Little by little she shared more: now calling her sister by name, she spoke of her often, along with a cat and goat, sometimes a mother, but rarely a father. Talk of her sister brought her joy, but her parents a sadness he couldn’t work up the courage to ask about. He told her about his brothers, about his father, rarely speaking of his mother. He didn’t think she avoided talk of her father for the same reason he avoided his mother.
🩶🩶🩶
At fifteen the District began strenuous workouts to gauge physical aptitude. His mother had shaved his head in a bid to demonstrate his eagerness to serve. As a Deputy-Commander herself, it was good optics to have children ready to take up the cause regardless of how unlikely the odds. Peeta had mourned the loss of his youth as the yellow waves fluttered to the ground. He wasn’t the only one; he was amused by the scowls Katniss directed at his head for months after the change.
But it had its perks. He no longer needed to fear explaining a head of wet waves. So he gladly accented when Katniss decided time had come to teach him to swim on a day when he bemoaned the pains from his long awaited growth spurt. The cool water, she reasoned, would soothe his aching body.
It was daunting at first; the water was foreign and freezing. It didn’t help that they were half naked and painfully aware of their own hormone riddled bodies. She had made him turn as she stripped to her undershirt, wading until only her head was visible above the water. She kept her distance as she barked commands that he couldn’t quite grasp. Their frustrations mounting until the lesson devolved into bickering, then splashing, then laughter. Lessons abandoned, they stumbled from the lake feeling happily refreshed.
The next time they met she came armed with a thermos of birch bark tea for his soreness and a less ambitious objective to teach him to float. She had him lay on his back, tethering him in place by small calloused hands at his lower back and neck. Her touches were purposeful and fleeting but they sparked an ache in his chest that distracted him from the ache in his bones.
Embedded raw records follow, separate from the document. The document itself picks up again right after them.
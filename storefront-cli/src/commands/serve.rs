//! HTTP server command
//!
//! Migrates the database and runs the API until Ctrl+C or SIGTERM.

use anyhow::{ensure, Context, Result};
use clap::Parser;
use std::net::SocketAddr;
use std::time::Duration;

use storefront_server::db::{create_pool, migrations};
use storefront_server::{run_server, AppState, JwtConfig, PasswordHasher, ServerConfig};

/// Arguments for the serve command
#[derive(Parser, Debug)]
pub struct ServeArgs {
    /// Address to bind to
    #[arg(long, short = 'b', default_value = "127.0.0.1:5000")]
    pub bind: SocketAddr,

    /// Allow permissive CORS (all origins) - use with caution
    #[arg(long)]
    pub cors_permissive: bool,

    /// Database URL
    #[arg(long, env = "DATABASE_URL", default_value = "sqlite://data.db")]
    pub database_url: String,

    /// Secret used to sign and verify tokens
    #[arg(long, env = "JWT_SECRET_KEY", hide_env_values = true)]
    pub jwt_secret: String,

    /// Access token lifetime in minutes
    #[arg(long, default_value_t = 15)]
    pub access_token_minutes: i64,

    /// Refresh token lifetime in days
    #[arg(long, default_value_t = 30)]
    pub refresh_token_days: i64,

    /// Per-request timeout in seconds
    #[arg(long, default_value_t = 30)]
    pub timeout: u64,
}

impl ServeArgs {
    fn jwt_config(&self) -> Result<JwtConfig> {
        ensure!(!self.jwt_secret.is_empty(), "JWT secret must not be empty");
        ensure!(
            self.access_token_minutes > 0 && self.refresh_token_days > 0,
            "token lifetimes must be positive"
        );

        let mut config = JwtConfig::new(self.jwt_secret.clone());
        config.access_ttl = lifetime(
            chrono::Duration::try_minutes(self.access_token_minutes),
            "--access-token-minutes",
        )?;
        config.refresh_ttl = lifetime(
            chrono::Duration::try_days(self.refresh_token_days),
            "--refresh-token-days",
        )?;
        Ok(config)
    }
}

/// Token expiry is computed as now + ttl, which must stay representable.
fn lifetime(ttl: Option<chrono::Duration>, flag: &str) -> Result<chrono::Duration> {
    ttl.filter(|ttl| chrono::Utc::now().checked_add_signed(*ttl).is_some())
        .with_context(|| format!("{} is out of range", flag))
}

/// Run the HTTP server
pub async fn run_serve(args: ServeArgs) -> Result<()> {
    let jwt = args.jwt_config()?;

    tracing::info!("Starting storefront server on {}", args.bind);

    let pool = create_pool(&args.database_url)
        .await
        .context("Failed to create database pool")?;
    migrations::run(&pool)
        .await
        .context("Failed to run migrations")?;

    let state = AppState::new(pool, jwt, PasswordHasher::default());
    let config = ServerConfig {
        bind_addr: args.bind,
        cors_permissive: args.cors_permissive,
        request_timeout: Duration::from_secs(args.timeout),
    };

    // Blocks until shutdown
    run_server(state, config).await.context("Server error")?;

    Ok(())
}

#[cfg(test)]
mod tests {
    use super::*;

    fn args(extra: &[&str]) -> ServeArgs {
        let mut argv = vec!["serve", "--jwt-secret", "s"];
        argv.extend_from_slice(extra);
        ServeArgs::parse_from(argv)
    }

    #[test]
    fn lifetimes_become_jwt_config() {
        let config = args(&["--access-token-minutes", "5", "--refresh-token-days", "2"])
            .jwt_config()
            .unwrap();
        assert_eq!(config.access_ttl, chrono::Duration::minutes(5));
        assert_eq!(config.refresh_ttl, chrono::Duration::days(2));
    }

    #[test]
    fn huge_lifetimes_are_errors() {
        let err = args(&["--access-token-minutes", "9223372036854775807"])
            .jwt_config()
            .unwrap_err();
        assert!(err.to_string().contains("--access-token-minutes"));

        let err = args(&["--refresh-token-days", "9223372036854775807"])
            .jwt_config()
            .unwrap_err();
        assert!(err.to_string().contains("--refresh-token-days"));
    }

    #[test]
    fn non_positive_lifetime_is_error() {
        assert!(args(&["--access-token-minutes", "0"]).jwt_config().is_err());
    }
}
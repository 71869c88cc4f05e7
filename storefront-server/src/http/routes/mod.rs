//! Route handlers organized by resource

pub mod health;
pub mod items;
pub mod stores;
pub mod tags;
pub mod users;

use serde::Serialize;

/// Plain confirmation body
#[derive(Debug, Serialize)]
pub struct MessageResponse {
    pub message: &'static str,
}

impl MessageResponse {
    pub fn new(message: &'static str) -> Self {
        Self { message }
    }
}
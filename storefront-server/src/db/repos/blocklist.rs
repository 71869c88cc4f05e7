//! Revoked token ids
//!
//! Kept in the database so revocation holds across restarts and across
//! processes sharing the same database.

use chrono::Utc;
use sqlx::SqlitePool;

use super::error::DbError;

pub struct BlocklistRepo<'a> {
    pool: &'a SqlitePool,
}

impl<'a> BlocklistRepo<'a> {
    pub fn new(pool: &'a SqlitePool) -> Self {
        Self { pool }
    }

    /// Revoke a token id.
    ///
    /// Returns false when the id was already revoked, so exactly one of
    /// several concurrent callers sees true.
    pub async fn revoke(&self, jti: &str) -> Result<bool, DbError> {
        let result = sqlx::query(
            "INSERT INTO token_blocklist (jti, revoked_at) VALUES (?, ?) ON CONFLICT (jti) DO NOTHING",
        )
        .bind(jti)
        .bind(Utc::now().to_rfc3339())
        .execute(self.pool)
        .await?;

        let newly_revoked = result.rows_affected() == 1;
        if newly_revoked {
            tracing::debug!(jti, "token revoked");
        }
        Ok(newly_revoked)
    }

    pub async fn is_revoked(&self, jti: &str) -> Result<bool, DbError> {
        let (count,): (i64,) = sqlx::query_as("SELECT COUNT(*) FROM token_blocklist WHERE jti = ?")
            .bind(jti)
            .fetch_one(self.pool)
            .await?;
        Ok(count > 0)
    }
}

#[cfg(test)]
mod tests {
    use super::*;
    use crate::db::create_memory_pool;

    #[tokio::test]
    async fn second_revoke_reports_already_revoked() {
        let pool = create_memory_pool().await.unwrap();
        let repo = BlocklistRepo::new(&pool);

        assert!(!repo.is_revoked("abc").await.unwrap());
        assert!(repo.revoke("abc").await.unwrap());
        assert!(!repo.revoke("abc").await.unwrap());
        assert!(repo.is_revoked("abc").await.unwrap());
        assert!(!repo.is_revoked("def").await.unwrap());
    }
}
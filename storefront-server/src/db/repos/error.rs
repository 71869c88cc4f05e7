//! Repository error type

use crate::models::ValidationError;

/// Database error type
#[derive(Debug, thiserror::Error)]
pub enum DbError {
    #[error("database error: {0}")]
    Sqlx(#[from] sqlx::Error),

    #[error("not found: {resource} '{id}'")]
    NotFound { resource: &'static str, id: String },

    /// Uniqueness or delete-guard violation
    #[error("{0}")]
    Conflict(String),

    /// Entities exist but may not be combined
    #[error("{0}")]
    InvalidArgument(String),

    #[error(transparent)]
    Validation(#[from] ValidationError),
}

impl DbError {
    pub(crate) fn not_found(resource: &'static str, id: impl ToString) -> Self {
        Self::NotFound {
            resource,
            id: id.to_string(),
        }
    }
}

/// True when the error is a UNIQUE / PRIMARY KEY constraint failure.
pub(crate) fn is_unique_violation(err: &sqlx::Error) -> bool {
    matches!(err, sqlx::Error::Database(db) if db.is_unique_violation())
}
//! Item repository
//!
//! Items always belong to exactly one store. `upsert` follows PUT semantics:
//! update in place when the id exists, otherwise create with that id.

use serde::Serialize;
use sqlx::{FromRow, SqliteConnection, SqlitePool};

use super::error::DbError;
use super::stores;
use super::tags::{self, Tag};
use crate::models::{ItemName, Price, ValidationError};

/// Item record from database
#[derive(Debug, Clone, PartialEq, FromRow, Serialize)]
pub struct Item {
    pub id: i64,
    pub name: String,
    pub price: f64,
    pub store_id: i64,
}

/// Item with the tags linked to it
#[derive(Debug, Clone, Serialize)]
pub struct ItemDetail {
    pub id: i64,
    pub name: String,
    pub price: f64,
    pub store_id: i64,
    pub tags: Vec<Tag>,
}

/// Validated input for a new item
#[derive(Debug, Clone)]
pub struct NewItem {
    pub name: ItemName,
    pub price: Price,
    pub store_id: i64,
}

/// Partial update; absent fields are left unchanged
#[derive(Debug, Clone, Default)]
pub struct ItemChanges {
    pub name: Option<ItemName>,
    pub price: Option<Price>,
    pub store_id: Option<i64>,
}

/// Fetch an item on an existing connection or transaction.
pub(crate) async fn fetch(conn: &mut SqliteConnection, id: i64) -> Result<Item, DbError> {
    find(conn, id)
        .await?
        .ok_or_else(|| DbError::not_found("item", id))
}

async fn find(conn: &mut SqliteConnection, id: i64) -> Result<Option<Item>, DbError> {
    let item = sqlx::query_as::<_, Item>(
        "SELECT id, name, price, store_id FROM items WHERE id = ?",
    )
    .bind(id)
    .fetch_optional(&mut *conn)
    .await?;
    Ok(item)
}

async fn insert(
    conn: &mut SqliteConnection,
    id: Option<i64>,
    item: &NewItem,
) -> Result<Item, DbError> {
    // Surface a missing store as 404 rather than a foreign key failure
    stores::fetch(conn, item.store_id).await?;

    let created = sqlx::query_as::<_, Item>(
        r#"
        INSERT INTO items (id, name, price, store_id)
        VALUES (?, ?, ?, ?)
        RETURNING id, name, price, store_id
        "#,
    )
    .bind(id)
    .bind(item.name.as_str())
    .bind(item.price.value())
    .bind(item.store_id)
    .fetch_one(&mut *conn)
    .await?;

    tracing::debug!(item_id = created.id, store_id = created.store_id, "item created");
    Ok(created)
}

/// Item repository
pub struct ItemRepo<'a> {
    pool: &'a SqlitePool,
}

impl<'a> ItemRepo<'a> {
    pub fn new(pool: &'a SqlitePool) -> Self {
        Self { pool }
    }

    /// Create an item in an existing store.
    pub async fn create(&self, item: NewItem) -> Result<Item, DbError> {
        let mut tx = self.pool.begin().await?;
        let created = insert(&mut tx, None, &item).await?;
        tx.commit().await?;
        Ok(created)
    }

    pub async fn list(&self) -> Result<Vec<Item>, DbError> {
        let items = sqlx::query_as::<_, Item>(
            "SELECT id, name, price, store_id FROM items ORDER BY id",
        )
        .fetch_all(self.pool)
        .await?;
        Ok(items)
    }

    pub async fn get(&self, id: i64) -> Result<Item, DbError> {
        let mut conn = self.pool.acquire().await?;
        fetch(&mut conn, id).await
    }

    /// Get an item with its tags, read in one transaction.
    pub async fn get_detail(&self, id: i64) -> Result<ItemDetail, DbError> {
        let mut tx = self.pool.begin().await?;
        let item = fetch(&mut tx, id).await?;
        let tags = tags::for_item(&mut tx, id).await?;
        tx.commit().await?;

        Ok(ItemDetail {
            id: item.id,
            name: item.name,
            price: item.price,
            store_id: item.store_id,
            tags,
        })
    }

    /// Update an existing item or create one with the given id.
    ///
    /// An existing item keeps its store: moving it would orphan its tag
    /// links across stores. Creating requires name, price and store_id.
    pub async fn upsert(&self, id: i64, changes: ItemChanges) -> Result<Item, DbError> {
        let mut tx = self.pool.begin().await?;

        let item = match find(&mut tx, id).await? {
            Some(_) => {
                let updated = sqlx::query_as::<_, Item>(
                    r#"
                    UPDATE items
                    SET name = COALESCE(?, name), price = COALESCE(?, price)
                    WHERE id = ?
                    RETURNING id, name, price, store_id
                    "#,
                )
                .bind(changes.name.as_ref().map(ItemName::as_str))
                .bind(changes.price.map(Price::value))
                .bind(id)
                .fetch_one(&mut *tx)
                .await?;

                tracing::debug!(item_id = id, "item updated");
                updated
            }
            None => {
                let new_item = NewItem {
                    name: changes.name.ok_or(ValidationError::Missing { field: "name" })?,
                    price: changes.price.ok_or(ValidationError::Missing { field: "price" })?,
                    store_id: changes
                        .store_id
                        .ok_or(ValidationError::Missing { field: "store_id" })?,
                };
                insert(&mut tx, Some(id), &new_item).await?
            }
        };

        tx.commit().await?;
        Ok(item)
    }

    /// Delete an item; its tag links go with it.
    pub async fn delete(&self, id: i64) -> Result<(), DbError> {
        let result = sqlx::query("DELETE FROM items WHERE id = ?")
            .bind(id)
            .execute(self.pool)
            .await?;

        if result.rows_affected() == 0 {
            return Err(DbError::not_found("item", id));
        }

        tracing::debug!(item_id = id, "item deleted");
        Ok(())
    }
}
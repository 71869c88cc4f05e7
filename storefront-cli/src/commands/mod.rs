//! Command implementations for the storefront CLI

pub mod migrate;
pub mod serve;

pub use migrate::run_migrate;
pub use serve::run_serve;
They climbed from the lake, averting their eyes from the shirts and shorts that clung to their bodies. Then sunbathed like lizards on warm rocks, staring up at the sky, naming shapes in the clouds, listening to the rustle of the leaves as the branches overhead cast shadows until they were forced to pry themselves from the ground, redressing and returning each to their separate homes.
🩶🩶🩶
At sixteen his brother Matti turned 18. His viability confirmed and his preferred match approved, he took his permanent place in the kitchen with their father and eldest brother. He walked taller in his new distinction as adult, baker, and ‘breeder’ and the brothers, once childhood companions, drifted further apart; his wife and ‘duties’ taking precedence and Peeta only a little brother who could no longer relate to his more mature endeavors.
Fraternizing was not forbidden, however coupling was strictly forbidden before adulthood. The District couldn’t risk the complications associated with a high risk young mother and wouldn’t risk birth control sterilizing an otherwise healthy female. Every viable womb mattered to the growth of the District and the doctors determined 18 years was the earliest a woman could safely support life.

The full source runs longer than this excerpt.